Task to carry out – Report only the number of lines in the entries below that hold the word "display".

____ Extracted data

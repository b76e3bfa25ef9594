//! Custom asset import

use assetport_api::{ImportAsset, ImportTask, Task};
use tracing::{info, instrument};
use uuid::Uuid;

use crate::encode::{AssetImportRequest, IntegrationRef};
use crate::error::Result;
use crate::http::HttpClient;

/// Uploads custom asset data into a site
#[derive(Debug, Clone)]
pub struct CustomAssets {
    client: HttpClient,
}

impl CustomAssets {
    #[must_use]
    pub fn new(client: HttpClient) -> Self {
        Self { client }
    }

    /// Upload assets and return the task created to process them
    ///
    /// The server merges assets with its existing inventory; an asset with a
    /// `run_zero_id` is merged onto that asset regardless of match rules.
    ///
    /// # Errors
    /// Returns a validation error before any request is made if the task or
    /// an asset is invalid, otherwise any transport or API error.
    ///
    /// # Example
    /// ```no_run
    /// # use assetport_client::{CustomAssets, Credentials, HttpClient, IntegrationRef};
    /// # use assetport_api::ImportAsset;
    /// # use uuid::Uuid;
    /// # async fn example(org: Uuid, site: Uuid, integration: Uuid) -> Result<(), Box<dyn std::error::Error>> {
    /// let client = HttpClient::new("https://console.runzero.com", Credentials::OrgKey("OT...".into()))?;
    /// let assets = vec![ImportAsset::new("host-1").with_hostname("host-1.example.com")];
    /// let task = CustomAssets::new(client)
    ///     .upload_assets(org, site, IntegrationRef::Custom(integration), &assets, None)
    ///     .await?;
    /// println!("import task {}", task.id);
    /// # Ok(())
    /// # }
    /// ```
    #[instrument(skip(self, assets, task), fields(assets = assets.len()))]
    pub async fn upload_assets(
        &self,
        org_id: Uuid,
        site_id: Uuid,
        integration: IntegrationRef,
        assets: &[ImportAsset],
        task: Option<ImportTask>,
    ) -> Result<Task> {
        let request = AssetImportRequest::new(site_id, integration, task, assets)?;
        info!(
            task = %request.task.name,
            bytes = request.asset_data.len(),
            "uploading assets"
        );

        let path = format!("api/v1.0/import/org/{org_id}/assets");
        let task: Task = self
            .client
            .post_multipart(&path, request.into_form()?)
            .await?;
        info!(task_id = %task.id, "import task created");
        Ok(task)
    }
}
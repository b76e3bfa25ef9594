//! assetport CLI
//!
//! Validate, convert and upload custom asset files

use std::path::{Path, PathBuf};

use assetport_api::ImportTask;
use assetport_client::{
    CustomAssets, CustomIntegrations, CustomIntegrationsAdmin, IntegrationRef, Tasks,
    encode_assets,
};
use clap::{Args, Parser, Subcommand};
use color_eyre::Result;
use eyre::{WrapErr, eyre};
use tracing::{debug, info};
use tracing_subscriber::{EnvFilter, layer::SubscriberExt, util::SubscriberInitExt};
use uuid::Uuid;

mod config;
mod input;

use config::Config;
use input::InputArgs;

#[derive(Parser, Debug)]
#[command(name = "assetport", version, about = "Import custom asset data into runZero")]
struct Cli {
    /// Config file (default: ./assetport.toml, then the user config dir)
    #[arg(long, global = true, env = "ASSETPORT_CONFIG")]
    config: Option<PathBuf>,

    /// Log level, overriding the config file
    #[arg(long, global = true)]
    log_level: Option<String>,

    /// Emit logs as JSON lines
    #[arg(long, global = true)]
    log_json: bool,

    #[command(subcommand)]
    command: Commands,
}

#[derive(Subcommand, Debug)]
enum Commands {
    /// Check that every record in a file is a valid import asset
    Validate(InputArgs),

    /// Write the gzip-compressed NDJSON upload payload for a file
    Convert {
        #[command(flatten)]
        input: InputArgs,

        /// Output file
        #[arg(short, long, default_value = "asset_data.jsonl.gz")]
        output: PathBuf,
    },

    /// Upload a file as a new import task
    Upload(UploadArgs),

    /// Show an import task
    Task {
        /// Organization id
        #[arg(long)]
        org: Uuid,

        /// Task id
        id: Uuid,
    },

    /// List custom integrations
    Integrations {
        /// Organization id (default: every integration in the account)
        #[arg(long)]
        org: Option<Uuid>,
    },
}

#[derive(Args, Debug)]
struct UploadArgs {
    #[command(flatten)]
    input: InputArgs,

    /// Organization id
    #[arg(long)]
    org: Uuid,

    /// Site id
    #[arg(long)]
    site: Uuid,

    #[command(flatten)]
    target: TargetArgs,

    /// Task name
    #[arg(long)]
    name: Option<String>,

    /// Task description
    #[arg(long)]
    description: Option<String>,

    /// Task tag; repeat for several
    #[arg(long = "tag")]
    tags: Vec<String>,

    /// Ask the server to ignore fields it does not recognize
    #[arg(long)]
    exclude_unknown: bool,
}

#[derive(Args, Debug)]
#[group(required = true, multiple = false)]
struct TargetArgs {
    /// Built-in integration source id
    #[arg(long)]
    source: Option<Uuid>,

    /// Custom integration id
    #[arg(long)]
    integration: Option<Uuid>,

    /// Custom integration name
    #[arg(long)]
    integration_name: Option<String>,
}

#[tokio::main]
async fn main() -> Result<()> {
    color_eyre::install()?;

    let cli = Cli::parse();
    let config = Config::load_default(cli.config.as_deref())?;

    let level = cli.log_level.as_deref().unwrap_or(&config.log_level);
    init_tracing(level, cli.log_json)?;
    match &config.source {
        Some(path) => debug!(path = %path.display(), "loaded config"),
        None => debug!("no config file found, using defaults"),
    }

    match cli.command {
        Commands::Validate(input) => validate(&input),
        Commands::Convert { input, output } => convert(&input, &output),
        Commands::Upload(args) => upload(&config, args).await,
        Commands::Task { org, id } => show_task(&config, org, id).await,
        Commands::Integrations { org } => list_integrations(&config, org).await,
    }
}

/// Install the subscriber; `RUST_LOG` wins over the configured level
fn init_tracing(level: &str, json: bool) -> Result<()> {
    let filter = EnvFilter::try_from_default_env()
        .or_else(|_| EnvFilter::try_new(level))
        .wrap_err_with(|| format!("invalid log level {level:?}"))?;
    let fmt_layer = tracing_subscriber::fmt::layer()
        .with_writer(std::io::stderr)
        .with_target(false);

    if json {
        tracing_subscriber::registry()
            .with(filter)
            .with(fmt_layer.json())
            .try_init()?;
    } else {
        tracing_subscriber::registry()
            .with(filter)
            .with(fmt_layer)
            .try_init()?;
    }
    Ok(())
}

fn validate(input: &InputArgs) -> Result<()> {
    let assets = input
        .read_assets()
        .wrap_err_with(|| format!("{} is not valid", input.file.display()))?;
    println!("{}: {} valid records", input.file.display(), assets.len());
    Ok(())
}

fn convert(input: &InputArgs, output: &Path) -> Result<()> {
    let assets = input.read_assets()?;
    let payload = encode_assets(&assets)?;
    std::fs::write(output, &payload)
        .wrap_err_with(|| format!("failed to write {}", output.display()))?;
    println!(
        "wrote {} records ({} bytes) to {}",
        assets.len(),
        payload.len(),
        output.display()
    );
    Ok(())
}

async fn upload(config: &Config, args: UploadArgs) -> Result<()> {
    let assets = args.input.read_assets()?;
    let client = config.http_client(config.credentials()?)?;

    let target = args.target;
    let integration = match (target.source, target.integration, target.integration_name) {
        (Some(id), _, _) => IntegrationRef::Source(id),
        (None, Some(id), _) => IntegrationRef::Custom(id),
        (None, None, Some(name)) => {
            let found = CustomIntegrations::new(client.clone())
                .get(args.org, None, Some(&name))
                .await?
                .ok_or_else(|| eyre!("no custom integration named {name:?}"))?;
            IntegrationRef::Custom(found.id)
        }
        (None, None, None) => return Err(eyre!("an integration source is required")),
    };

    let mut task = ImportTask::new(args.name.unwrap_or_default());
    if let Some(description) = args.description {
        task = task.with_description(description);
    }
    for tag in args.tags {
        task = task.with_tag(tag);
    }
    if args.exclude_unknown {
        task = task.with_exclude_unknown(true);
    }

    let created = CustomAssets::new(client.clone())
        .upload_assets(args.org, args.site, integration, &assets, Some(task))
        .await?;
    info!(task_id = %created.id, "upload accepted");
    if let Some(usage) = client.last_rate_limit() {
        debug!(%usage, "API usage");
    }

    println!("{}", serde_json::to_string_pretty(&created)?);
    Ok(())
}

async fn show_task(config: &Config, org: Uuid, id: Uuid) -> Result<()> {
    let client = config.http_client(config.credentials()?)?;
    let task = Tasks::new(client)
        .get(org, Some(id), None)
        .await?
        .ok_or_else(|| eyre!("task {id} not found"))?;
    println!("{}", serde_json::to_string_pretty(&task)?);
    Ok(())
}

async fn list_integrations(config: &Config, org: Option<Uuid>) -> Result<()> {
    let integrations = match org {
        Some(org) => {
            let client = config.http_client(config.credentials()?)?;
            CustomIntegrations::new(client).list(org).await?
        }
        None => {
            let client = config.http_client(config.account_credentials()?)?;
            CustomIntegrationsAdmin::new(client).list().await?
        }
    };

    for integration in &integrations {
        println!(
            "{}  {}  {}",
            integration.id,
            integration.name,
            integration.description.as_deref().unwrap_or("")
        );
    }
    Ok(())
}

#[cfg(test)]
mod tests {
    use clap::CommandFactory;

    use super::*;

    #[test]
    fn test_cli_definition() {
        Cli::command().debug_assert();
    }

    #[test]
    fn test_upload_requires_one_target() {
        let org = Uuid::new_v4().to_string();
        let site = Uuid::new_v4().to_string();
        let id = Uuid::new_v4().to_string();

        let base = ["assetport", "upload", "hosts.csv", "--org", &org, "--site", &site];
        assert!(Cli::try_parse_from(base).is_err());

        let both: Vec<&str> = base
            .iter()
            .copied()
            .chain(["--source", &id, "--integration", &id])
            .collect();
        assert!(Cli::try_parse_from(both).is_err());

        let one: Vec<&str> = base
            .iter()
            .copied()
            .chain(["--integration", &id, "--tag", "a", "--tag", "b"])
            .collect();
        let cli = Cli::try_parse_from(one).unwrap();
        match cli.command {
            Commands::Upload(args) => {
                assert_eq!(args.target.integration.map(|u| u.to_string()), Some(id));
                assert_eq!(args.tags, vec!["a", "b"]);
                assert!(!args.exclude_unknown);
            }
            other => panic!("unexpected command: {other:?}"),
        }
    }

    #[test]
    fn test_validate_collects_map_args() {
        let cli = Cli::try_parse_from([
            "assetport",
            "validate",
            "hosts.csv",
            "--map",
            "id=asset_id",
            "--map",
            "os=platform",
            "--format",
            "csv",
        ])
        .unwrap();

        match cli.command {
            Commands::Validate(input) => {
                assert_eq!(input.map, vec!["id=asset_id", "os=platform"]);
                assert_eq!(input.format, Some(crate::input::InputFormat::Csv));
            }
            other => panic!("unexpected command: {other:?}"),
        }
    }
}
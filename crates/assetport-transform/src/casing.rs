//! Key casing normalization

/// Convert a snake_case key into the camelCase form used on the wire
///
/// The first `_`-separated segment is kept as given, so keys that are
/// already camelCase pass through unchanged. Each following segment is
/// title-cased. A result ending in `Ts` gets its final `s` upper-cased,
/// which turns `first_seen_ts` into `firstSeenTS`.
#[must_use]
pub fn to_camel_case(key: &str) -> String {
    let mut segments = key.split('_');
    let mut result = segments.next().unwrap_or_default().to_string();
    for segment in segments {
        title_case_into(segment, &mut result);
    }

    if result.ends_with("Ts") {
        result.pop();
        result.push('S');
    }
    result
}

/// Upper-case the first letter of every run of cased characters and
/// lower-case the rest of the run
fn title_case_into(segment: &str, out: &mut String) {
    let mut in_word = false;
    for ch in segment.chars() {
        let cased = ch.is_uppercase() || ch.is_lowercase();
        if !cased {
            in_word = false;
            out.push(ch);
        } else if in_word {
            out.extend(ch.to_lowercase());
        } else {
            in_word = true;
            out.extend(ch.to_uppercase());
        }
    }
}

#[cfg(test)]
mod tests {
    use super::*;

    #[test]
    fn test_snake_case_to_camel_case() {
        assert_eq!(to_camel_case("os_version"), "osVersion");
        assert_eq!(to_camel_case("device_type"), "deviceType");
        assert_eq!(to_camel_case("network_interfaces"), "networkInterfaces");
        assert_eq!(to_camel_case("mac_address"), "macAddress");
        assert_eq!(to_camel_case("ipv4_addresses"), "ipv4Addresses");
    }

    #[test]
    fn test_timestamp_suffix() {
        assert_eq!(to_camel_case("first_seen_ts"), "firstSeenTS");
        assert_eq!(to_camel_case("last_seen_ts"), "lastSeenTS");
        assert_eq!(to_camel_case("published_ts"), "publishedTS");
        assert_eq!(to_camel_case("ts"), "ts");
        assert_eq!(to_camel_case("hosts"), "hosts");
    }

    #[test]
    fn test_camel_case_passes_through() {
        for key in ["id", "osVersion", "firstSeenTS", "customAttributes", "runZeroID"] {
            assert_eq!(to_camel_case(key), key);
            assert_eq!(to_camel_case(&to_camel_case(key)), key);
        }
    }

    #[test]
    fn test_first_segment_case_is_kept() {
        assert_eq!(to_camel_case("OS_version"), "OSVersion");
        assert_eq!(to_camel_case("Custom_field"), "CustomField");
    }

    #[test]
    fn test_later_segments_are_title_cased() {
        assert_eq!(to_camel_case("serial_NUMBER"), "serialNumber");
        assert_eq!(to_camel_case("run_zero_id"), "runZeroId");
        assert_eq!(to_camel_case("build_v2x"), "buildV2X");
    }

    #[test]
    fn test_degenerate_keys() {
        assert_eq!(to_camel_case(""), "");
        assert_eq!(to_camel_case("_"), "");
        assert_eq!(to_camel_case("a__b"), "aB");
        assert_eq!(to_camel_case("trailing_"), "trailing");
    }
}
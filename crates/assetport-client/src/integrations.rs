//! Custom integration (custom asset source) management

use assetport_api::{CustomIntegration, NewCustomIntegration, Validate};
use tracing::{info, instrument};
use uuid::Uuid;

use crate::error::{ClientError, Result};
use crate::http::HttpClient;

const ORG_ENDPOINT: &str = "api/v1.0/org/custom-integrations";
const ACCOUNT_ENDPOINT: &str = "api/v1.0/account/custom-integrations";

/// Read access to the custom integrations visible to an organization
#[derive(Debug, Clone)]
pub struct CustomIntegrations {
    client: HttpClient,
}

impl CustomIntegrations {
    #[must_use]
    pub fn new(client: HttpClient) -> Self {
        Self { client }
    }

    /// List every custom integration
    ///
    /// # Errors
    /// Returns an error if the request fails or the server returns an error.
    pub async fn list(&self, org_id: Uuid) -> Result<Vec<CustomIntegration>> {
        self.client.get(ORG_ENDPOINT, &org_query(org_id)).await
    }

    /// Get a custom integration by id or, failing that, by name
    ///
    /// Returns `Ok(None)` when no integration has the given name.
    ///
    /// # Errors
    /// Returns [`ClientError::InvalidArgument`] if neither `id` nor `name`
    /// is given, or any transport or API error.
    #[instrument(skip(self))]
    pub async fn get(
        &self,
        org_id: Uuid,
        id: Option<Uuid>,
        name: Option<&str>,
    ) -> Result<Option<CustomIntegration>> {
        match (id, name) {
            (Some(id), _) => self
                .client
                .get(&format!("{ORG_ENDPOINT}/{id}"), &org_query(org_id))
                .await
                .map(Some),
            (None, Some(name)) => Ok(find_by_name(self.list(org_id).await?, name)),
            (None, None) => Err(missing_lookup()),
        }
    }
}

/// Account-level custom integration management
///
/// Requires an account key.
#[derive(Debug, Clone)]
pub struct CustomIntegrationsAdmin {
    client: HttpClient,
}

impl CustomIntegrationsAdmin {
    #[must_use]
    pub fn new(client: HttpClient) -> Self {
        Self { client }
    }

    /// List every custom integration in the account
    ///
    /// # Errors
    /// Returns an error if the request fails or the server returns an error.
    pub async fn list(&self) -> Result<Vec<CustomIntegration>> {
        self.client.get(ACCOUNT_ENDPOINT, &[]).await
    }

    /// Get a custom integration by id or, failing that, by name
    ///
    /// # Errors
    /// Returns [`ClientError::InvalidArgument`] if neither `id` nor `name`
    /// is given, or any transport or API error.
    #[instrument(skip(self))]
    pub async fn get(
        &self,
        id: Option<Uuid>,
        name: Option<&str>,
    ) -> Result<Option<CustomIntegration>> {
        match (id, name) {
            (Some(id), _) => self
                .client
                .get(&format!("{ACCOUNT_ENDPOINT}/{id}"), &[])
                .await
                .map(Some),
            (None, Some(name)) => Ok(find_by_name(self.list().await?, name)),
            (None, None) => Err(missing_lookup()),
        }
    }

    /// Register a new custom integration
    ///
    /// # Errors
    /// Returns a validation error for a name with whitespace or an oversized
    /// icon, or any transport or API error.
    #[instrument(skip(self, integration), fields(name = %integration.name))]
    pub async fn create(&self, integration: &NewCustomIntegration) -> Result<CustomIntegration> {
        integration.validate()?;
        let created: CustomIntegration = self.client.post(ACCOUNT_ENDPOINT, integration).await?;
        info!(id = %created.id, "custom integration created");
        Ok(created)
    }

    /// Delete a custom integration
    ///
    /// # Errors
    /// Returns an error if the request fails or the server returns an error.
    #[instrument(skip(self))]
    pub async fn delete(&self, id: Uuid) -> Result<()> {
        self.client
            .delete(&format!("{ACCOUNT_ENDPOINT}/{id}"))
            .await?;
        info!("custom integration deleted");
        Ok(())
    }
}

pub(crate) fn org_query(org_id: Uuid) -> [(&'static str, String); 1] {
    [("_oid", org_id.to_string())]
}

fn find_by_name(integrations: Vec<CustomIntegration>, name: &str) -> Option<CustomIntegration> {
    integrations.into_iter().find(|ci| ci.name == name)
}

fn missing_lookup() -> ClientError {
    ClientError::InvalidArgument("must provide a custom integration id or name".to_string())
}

________

Expected output – 5